Configuration Space
The configuration space $\mathcal{C}$ of a robot with $n$ degrees of freedom is the $n$-dimensional space of all joint configurations $q \in \mathbb{R}^n$. For a 6-DOF arm, $\mathcal{C} = \mathbb{T}^6$ (the six-dimensional torus for revolute joints).
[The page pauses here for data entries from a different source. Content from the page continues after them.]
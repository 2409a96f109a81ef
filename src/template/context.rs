//! Variable context handed to a compiled template for one render.

use serde::Serialize;
use serde_json::{Map, Value as JsonValue};

/// Mapping from variable name to a weakly typed value.
#[derive(Debug, Clone, Default, PartialEq, Serialize)]
#[serde(transparent)]
pub struct VariableContext {
    variables: Map<String, JsonValue>,
}

impl VariableContext {
    pub fn new() -> Self {
        Self::default()
    }

    /// Insert a variable, replacing any previous value under the same name.
    pub fn insert(&mut self, key: impl Into<String>, value: impl Into<JsonValue>) -> &mut Self {
        self.variables.insert(key.into(), value.into());
        self
    }

    /// Chaining form of [`insert`](Self::insert).
    pub fn with(mut self, key: impl Into<String>, value: impl Into<JsonValue>) -> Self {
        self.insert(key, value);
        self
    }

    /// Insert any `Serialize` value, e.g. a list of member descriptors.
    pub fn insert_serialized<T: Serialize + ?Sized>(
        &mut self,
        key: impl Into<String>,
        value: &T,
    ) -> Result<&mut Self, serde_json::Error> {
        let value = serde_json::to_value(value)?;
        self.variables.insert(key.into(), value);
        Ok(self)
    }

    pub fn get(&self, key: &str) -> Option<&JsonValue> {
        self.variables.get(key)
    }

    pub fn contains(&self, key: &str) -> bool {
        self.variables.contains_key(key)
    }

    pub fn len(&self) -> usize {
        self.variables.len()
    }

    pub fn is_empty(&self) -> bool {
        self.variables.is_empty()
    }

    pub fn iter(&self) -> impl Iterator<Item = (&String, &JsonValue)> {
        self.variables.iter()
    }

    pub fn as_map(&self) -> &Map<String, JsonValue> {
        &self.variables
    }
}

impl From<Map<String, JsonValue>> for VariableContext {
    fn from(variables: Map<String, JsonValue>) -> Self {
        Self { variables }
    }
}

impl<K: Into<String>, V: Into<JsonValue>> FromIterator<(K, V)> for VariableContext {
    fn from_iter<I: IntoIterator<Item = (K, V)>>(iter: I) -> Self {
        let mut context = Self::new();
        for (key, value) in iter {
            context.insert(key, value);
        }
        context
    }
}
//! Process-wide compiled template cache.
//!
//! Each template name owns a slot holding a `OnceCell`. The map lock is only taken to find or
//! create a slot; compilation runs inside the slot's `get_or_try_init`, so racing callers for
//! one name wait on that slot while other names proceed. A failed compilation leaves the slot
//! empty; the last caller holding it removes it from the map, and the next request compiles again.

use crate::error::GenerationError;
use crate::logging::log_template_lookup;
use crate::template::CompiledTemplate;
use once_cell::sync::OnceCell;
use parking_lot::RwLock;
use std::collections::HashMap;
use std::fmt;
use std::sync::Arc;
use std::sync::atomic::{AtomicU64, Ordering};

type Slot = Arc<OnceCell<Arc<dyn CompiledTemplate>>>;

/// Compiled templates keyed by logical template name. Entries are never evicted.
#[derive(Default)]
pub struct TemplateCache {
    slots: RwLock<HashMap<String, Slot, ahash::RandomState>>,
    /// Requests served by an already compiled template
    hits: AtomicU64,
    /// Requests that ran the compile function
    misses: AtomicU64,
    /// Compile functions that succeeded
    compilations: AtomicU64,
    /// Compile functions that failed
    failures: AtomicU64,
}

impl TemplateCache {
    pub fn new() -> Self {
        Self::default()
    }

    /// Return the compiled template for `name`, compiling it with `compile` if absent.
    ///
    /// `compile` runs at most once per successful entry, even when many threads request the
    /// same absent name at the same time; all of them receive the same object. Failures are
    /// returned to the caller that ran `compile` and are not cached.
    pub fn get_or_compile<F>(
        &self,
        name: &str,
        compile: F,
    ) -> Result<Arc<dyn CompiledTemplate>, GenerationError>
    where
        F: FnOnce(&str) -> Result<Arc<dyn CompiledTemplate>, GenerationError>,
    {
        let slot = self.slot(name);
        if let Some(template) = slot.get() {
            self.hits.fetch_add(1, Ordering::Relaxed);
            log_template_lookup!("hit", name);
            return Ok(Arc::clone(template));
        }

        let mut compiled_here = false;
        let result = slot.get_or_try_init(|| {
            compiled_here = true;
            self.misses.fetch_add(1, Ordering::Relaxed);
            log_template_lookup!("miss", name);
            compile(name)
        });

        match result {
            Ok(template) => {
                if compiled_here {
                    self.compilations.fetch_add(1, Ordering::Relaxed);
                } else {
                    // Another caller finished compiling while this one waited on the slot.
                    self.hits.fetch_add(1, Ordering::Relaxed);
                    log_template_lookup!("hit", name);
                }
                Ok(Arc::clone(template))
            }
            Err(err) => {
                self.failures.fetch_add(1, Ordering::Relaxed);
                self.release_empty_slot(name, &slot);
                tracing::debug!(
                    cache_key = %name,
                    error_kind = %err.kind(),
                    "template compilation failed; nothing cached"
                );
                Err(err)
            }
        }
    }

    /// Whether a compiled template is present for `name`.
    pub fn contains(&self, name: &str) -> bool {
        self.slots
            .read()
            .get(name)
            .is_some_and(|slot| slot.get().is_some())
    }

    /// Number of compiled templates.
    pub fn len(&self) -> usize {
        self.slots
            .read()
            .values()
            .filter(|slot| slot.get().is_some())
            .count()
    }

    pub fn is_empty(&self) -> bool {
        self.len() == 0
    }

    pub fn stats(&self) -> CacheStats {
        CacheStats {
            entries: self.len(),
            hits: self.hits.load(Ordering::Relaxed),
            misses: self.misses.load(Ordering::Relaxed),
            compilations: self.compilations.load(Ordering::Relaxed),
            failures: self.failures.load(Ordering::Relaxed),
        }
    }

    fn slot(&self, name: &str) -> Slot {
        if let Some(slot) = self.slots.read().get(name) {
            return Arc::clone(slot);
        }
        let mut slots = self.slots.write();
        Arc::clone(slots.entry(name.to_string()).or_default())
    }

    /// Drop the map entry for a slot whose compilation failed, unless another caller still
    /// holds it. Slot handles are only cloned under the map lock, so the count is stable here.
    fn release_empty_slot(&self, name: &str, slot: &Slot) {
        let mut slots = self.slots.write();
        let removable = slots.get(name).is_some_and(|current| {
            Arc::ptr_eq(current, slot) && current.get().is_none() && Arc::strong_count(slot) == 2
        });
        if removable {
            slots.remove(name);
        }
    }
}

impl fmt::Debug for TemplateCache {
    fn fmt(&self, f: &mut fmt::Formatter<'_>) -> fmt::Result {
        f.debug_struct("TemplateCache")
            .field("stats", &self.stats())
            .finish_non_exhaustive()
    }
}

/// Cache statistics
#[derive(Debug, Clone, Copy, PartialEq, Eq)]
pub struct CacheStats {
    pub entries: usize,
    pub hits: u64,
    pub misses: u64,
    pub compilations: u64,
    pub failures: u64,
}

impl CacheStats {
    pub fn hit_rate(&self) -> f64 {
        let total = self.hits + self.misses;
        if total == 0 {
            0.0
        } else {
            self.hits as f64 / total as f64
        }
    }
}
//! Bundled resource stores that hold template sources.

use std::borrow::Cow;
use std::collections::HashMap;
use std::fmt;
use std::fs;
use std::io;
use std::path::{Path, PathBuf};
use std::sync::Arc;

/// Source of template text, keyed by resource name.
pub trait ResourceStore: Send + Sync {
    /// Reads a resource as UTF-8 text. `Ok(None)` means the resource is not present.
    fn read_resource(&self, name: &str) -> io::Result<Option<String>>;
}

impl<S: ResourceStore + ?Sized> ResourceStore for Arc<S> {
    fn read_resource(&self, name: &str) -> io::Result<Option<String>> {
        (**self).read_resource(name)
    }
}

// ============================================================================
// Embedded resources
// ============================================================================

/// In-memory store, typically filled from `include_str!` at build time.
#[derive(Debug, Clone, Default)]
pub struct EmbeddedResourceStore {
    resources: HashMap<String, Cow<'static, str>, ahash::RandomState>,
}

impl EmbeddedResourceStore {
    pub fn new() -> Self {
        Self::default()
    }

    pub fn from_static(resources: &[(&'static str, &'static str)]) -> Self {
        let mut store = Self::new();
        for (name, content) in resources {
            store
                .resources
                .insert((*name).to_string(), Cow::Borrowed(*content));
        }
        store
    }

    pub fn with_resource(
        mut self,
        name: impl Into<String>,
        content: impl Into<Cow<'static, str>>,
    ) -> Self {
        self.resources.insert(name.into(), content.into());
        self
    }

    pub fn len(&self) -> usize {
        self.resources.len()
    }

    pub fn is_empty(&self) -> bool {
        self.resources.is_empty()
    }
}

impl ResourceStore for EmbeddedResourceStore {
    fn read_resource(&self, name: &str) -> io::Result<Option<String>> {
        Ok(self.resources.get(name).map(|content| content.to_string()))
    }
}

// ============================================================================
// Directory resources
// ============================================================================

/// Store rooted at a directory; resource names are relative paths below it.
#[derive(Debug, Clone)]
pub struct DirectoryResourceStore {
    root: PathBuf,
}

impl DirectoryResourceStore {
    pub fn new(root: impl Into<PathBuf>) -> Self {
        Self { root: root.into() }
    }

    pub fn root(&self) -> &Path {
        &self.root
    }

    fn resolve(&self, name: &str) -> io::Result<PathBuf> {
        validate_resource_name(name)?;
        Ok(self.root.join(name))
    }
}

impl ResourceStore for DirectoryResourceStore {
    fn read_resource(&self, name: &str) -> io::Result<Option<String>> {
        let path = self.resolve(name)?;
        match fs::read_to_string(&path) {
            Ok(content) => Ok(Some(content)),
            Err(err) if err.kind() == io::ErrorKind::NotFound => Ok(None),
            Err(err) => Err(err),
        }
    }
}

/// Rejects names that could escape the store root.
fn validate_resource_name(name: &str) -> io::Result<()> {
    let unsafe_name = name.is_empty()
        || name.contains('\0')
        || name.split(['/', '\\']).any(|segment| segment == "..")
        || name.starts_with('/')
        || name.starts_with('\\')
        || Path::new(name).is_absolute()
        || has_drive_prefix(name);

    if unsafe_name {
        return Err(io::Error::new(
            io::ErrorKind::InvalidInput,
            format!("unsafe resource name: {name:?}"),
        ));
    }
    Ok(())
}

fn has_drive_prefix(name: &str) -> bool {
    let mut chars = name.chars();
    matches!(
        (chars.next(), chars.next()),
        (Some(drive), Some(':')) if drive.is_ascii_alphabetic()
    )
}

// ============================================================================
// Chained resources
// ============================================================================

/// Ordered list of stores; the first store that has a resource wins.
#[derive(Clone, Default)]
pub struct ResourceChain {
    stores: Vec<Arc<dyn ResourceStore>>,
}

impl ResourceChain {
    pub fn new() -> Self {
        Self::default()
    }

    pub fn push(&mut self, store: impl ResourceStore + 'static) {
        self.stores.push(Arc::new(store));
    }

    pub fn with(mut self, store: impl ResourceStore + 'static) -> Self {
        self.push(store);
        self
    }

    pub fn len(&self) -> usize {
        self.stores.len()
    }

    pub fn is_empty(&self) -> bool {
        self.stores.is_empty()
    }
}

impl fmt::Debug for ResourceChain {
    fn fmt(&self, f: &mut fmt::Formatter<'_>) -> fmt::Result {
        f.debug_struct("ResourceChain")
            .field("stores", &self.stores.len())
            .finish()
    }
}

impl ResourceStore for ResourceChain {
    fn read_resource(&self, name: &str) -> io::Result<Option<String>> {
        for store in &self.stores {
            if let Some(content) = store.read_resource(name)? {
                return Ok(Some(content));
            }
        }
        Ok(None)
    }
}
The workspace obstacles $\mathcal{W}_\text{obs}$ induce a set of forbidden configurations:
\[\mathcal{C}_\text{obs} = \{q \in \mathcal{C} : \text{robot}(q) \cap \mathcal{W}_\text{obs} \neq \emptyset\}\]The free configuration space is $\mathcal{C}\text{free} = \mathcal{C} \setminus \mathcal{C}\text{obs}$. Motion planning asks: given $q_\text{start}, q_\text{goal} \in \mathcal{C}\text{free}$, find a continuous path $\pi : [0,1] \to \mathcal{C}\text{free}$ with $\pi(0) = q_\text{start}$ and $\pi(1) = q_\text{goal}$.
Computing $\mathcal{C}\text{obs}$ explicitly is PSPACE-hard in general. Sampling-based planners avoid this by checking membership $q \in \mathcal{C}\text{obs}$ via forward kinematics and collision detection — an $O(1)$ operation.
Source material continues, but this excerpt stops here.